ENCOUNTERING STRANGE LAND: LIFE OF MIGRANTS IN ABDULRAZAK GURNAH’S THE LAST GIFT
DOI:
https://doi.org/10.29121/shodhkosh.v5.i6.2024.3454Keywords:
Displacement, Transnational, Migration, Racial and IdentityAbstract [English]
Migrants have cross-cultural living experiences of their homeland and the host country. These migrants have a sense of belonging to countries and communities beyond their national borders. These migrants who cross national boundaries often find themselves in a state of great desperation and fear. Therefore, these displaced refugees experience fear of strangers, social isolation, and racial trauma. These asylum seekers overcome challenging and harmful situations and try to construct their own identities. Abdulrazak Gurnah is an East African of Tanzanian origin and works as a professor at Kent University in the UK. As a migrant, he deals with issues of belongingness, colonialism, displacement, memory, and migration in his writings. The Last Gift, Gurnah’s eighth novel sheds light on the traumatic experiences of displacement and struggles through his character Abbas, the protagonist, who has migrated from the East Coast of Africa to England.

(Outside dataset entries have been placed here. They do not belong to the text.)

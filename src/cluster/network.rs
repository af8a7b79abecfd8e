//! In-process transport.
//!
//! Every bound endpoint is a bounded crossbeam channel. A full channel is
//! backpressure, a dropped subscription is a closed destination, and an
//! endpoint can be disconnected and reconnected to simulate network loss.

use crossbeam_channel::{bounded, Receiver, Sender, TrySendError};
use std::collections::HashMap;
use std::sync::atomic::{AtomicBool, AtomicU32, Ordering};
use std::sync::{Arc, RwLock};

use super::substrate::{OfferOutcome, Publication, Subscription, Transport, TransportError};

/// First port handed out for endpoints bound with port 0.
const EPHEMERAL_PORT_START: u32 = 40_000;

struct EndpointSlot {
    tx: Sender<Vec<u8>>,
    /// False once the bound subscription is dropped.
    open: Arc<AtomicBool>,
}

/// Endpoint registry shared by every node and client in the process.
#[derive(Clone)]
pub struct InMemoryNetwork {
    endpoints: Arc<RwLock<HashMap<String, EndpointSlot>>>,
    /// Connection flag per endpoint. Survives rebinding.
    connections: Arc<RwLock<HashMap<String, Arc<AtomicBool>>>>,
    next_port: Arc<AtomicU32>,
}

impl Default for InMemoryNetwork {
    fn default() -> Self {
        Self::new()
    }
}

impl InMemoryNetwork {
    pub fn new() -> Self {
        InMemoryNetwork {
            endpoints: Arc::new(RwLock::new(HashMap::new())),
            connections: Arc::new(RwLock::new(HashMap::new())),
            next_port: Arc::new(AtomicU32::new(EPHEMERAL_PORT_START)),
        }
    }

    fn connection_flag(&self, endpoint: &str) -> Arc<AtomicBool> {
        if let Some(flag) = read(&self.connections).get(endpoint) {
            return flag.clone();
        }
        write(&self.connections)
            .entry(endpoint.to_string())
            .or_insert_with(|| Arc::new(AtomicBool::new(true)))
            .clone()
    }

    /// Stop delivering to `endpoint`. Offers report `NotConnected`.
    pub fn disconnect(&self, endpoint: &str) {
        self.connection_flag(endpoint).store(false, Ordering::SeqCst);
    }

    /// Resume delivering to `endpoint`.
    pub fn reconnect(&self, endpoint: &str) {
        self.connection_flag(endpoint).store(true, Ordering::SeqCst);
    }

    pub fn is_connected(&self, endpoint: &str) -> bool {
        read(&self.connections)
            .get(endpoint)
            .map(|f| f.load(Ordering::SeqCst))
            .unwrap_or(true)
    }

    /// True while a live subscription is bound at `endpoint`.
    pub fn is_bound(&self, endpoint: &str) -> bool {
        read(&self.endpoints)
            .get(endpoint)
            .map(|slot| slot.open.load(Ordering::SeqCst))
            .unwrap_or(false)
    }

    fn resolve(&self, endpoint: &str) -> Result<String, TransportError> {
        let (host, port) = endpoint
            .rsplit_once(':')
            .ok_or_else(|| TransportError::InvalidEndpoint(endpoint.to_string()))?;
        let port: u16 = port
            .parse()
            .map_err(|_| TransportError::InvalidEndpoint(endpoint.to_string()))?;
        if host.is_empty() {
            return Err(TransportError::InvalidEndpoint(endpoint.to_string()));
        }
        if port != 0 {
            return Ok(endpoint.to_string());
        }
        let endpoints = read(&self.endpoints);
        loop {
            let candidate = self.next_port.fetch_add(1, Ordering::SeqCst);
            let port = u16::try_from(candidate)
                .map_err(|_| TransportError::InvalidEndpoint(endpoint.to_string()))?;
            let resolved = format!("{}:{}", host, port);
            if !endpoints.contains_key(&resolved) {
                return Ok(resolved);
            }
        }
    }
}

impl Transport for InMemoryNetwork {
    fn connect(&self, endpoint: &str) -> Result<Box<dyn Publication + Send>, TransportError> {
        let endpoints = read(&self.endpoints);
        let slot = endpoints
            .get(endpoint)
            .ok_or_else(|| TransportError::UnknownEndpoint(endpoint.to_string()))?;
        if !slot.open.load(Ordering::SeqCst) {
            return Err(TransportError::Closed {
                endpoint: endpoint.to_string(),
            });
        }
        let publication = ChannelPublication {
            tx: slot.tx.clone(),
            open: slot.open.clone(),
            connected: self.connection_flag(endpoint),
        };
        Ok(Box::new(publication))
    }

    fn bind(&self, endpoint: &str, capacity: usize) -> Result<Box<dyn Subscription + Send>, TransportError> {
        let endpoint = self.resolve(endpoint)?;
        let mut endpoints = write(&self.endpoints);
        if let Some(existing) = endpoints.get(&endpoint) {
            if existing.open.load(Ordering::SeqCst) {
                return Err(TransportError::EndpointInUse(endpoint));
            }
        }

        let (tx, rx) = bounded(capacity.max(1));
        let open = Arc::new(AtomicBool::new(true));
        endpoints.insert(endpoint.clone(), EndpointSlot { tx, open: open.clone() });
        Ok(Box::new(ChannelSubscription { endpoint, rx, open }))
    }
}

/// Publication onto a bound channel.
pub struct ChannelPublication {
    tx: Sender<Vec<u8>>,
    open: Arc<AtomicBool>,
    connected: Arc<AtomicBool>,
}

impl Publication for ChannelPublication {
    fn offer(&mut self, buffer: &[u8]) -> OfferOutcome {
        if !self.open.load(Ordering::SeqCst) {
            return OfferOutcome::Closed;
        }
        if !self.connected.load(Ordering::SeqCst) {
            return OfferOutcome::NotConnected;
        }
        match self.tx.try_send(buffer.to_vec()) {
            Ok(()) => OfferOutcome::Accepted,
            Err(TrySendError::Full(_)) => OfferOutcome::BackPressured,
            Err(TrySendError::Disconnected(_)) => OfferOutcome::Closed,
        }
    }
}

/// Subscription draining a bound channel. Dropping it closes the endpoint.
pub struct ChannelSubscription {
    endpoint: String,
    rx: Receiver<Vec<u8>>,
    open: Arc<AtomicBool>,
}

impl Subscription for ChannelSubscription {
    fn poll(&mut self, handler: &mut dyn FnMut(&[u8]), limit: usize) -> usize {
        let mut delivered = 0;
        while delivered < limit {
            match self.rx.try_recv() {
                Ok(buffer) => {
                    handler(&buffer);
                    delivered += 1;
                }
                Err(_) => break,
            }
        }
        delivered
    }

    fn endpoint(&self) -> &str {
        &self.endpoint
    }
}

impl Drop for ChannelSubscription {
    fn drop(&mut self) {
        self.open.store(false, Ordering::SeqCst);
    }
}

fn read<T>(lock: &RwLock<T>) -> std::sync::RwLockReadGuard<'_, T> {
    lock.read().unwrap_or_else(|poisoned| poisoned.into_inner())
}

fn write<T>(lock: &RwLock<T>) -> std::sync::RwLockWriteGuard<'_, T> {
    lock.write().unwrap_or_else(|poisoned| poisoned.into_inner())
}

In his search for social space in a host land, his psychological depression, and his ethnic distress as a migrant writer, Gurnah graphically explores the complexities of his life in a strange land. This article focuses on encounters faced by the migrants as they try to relocate and construct an identity of their own in the strange land. It also focuses on the refugees’ ability to address the troubles they experienced and discovers the difficulties faced by first and second generation immigrants.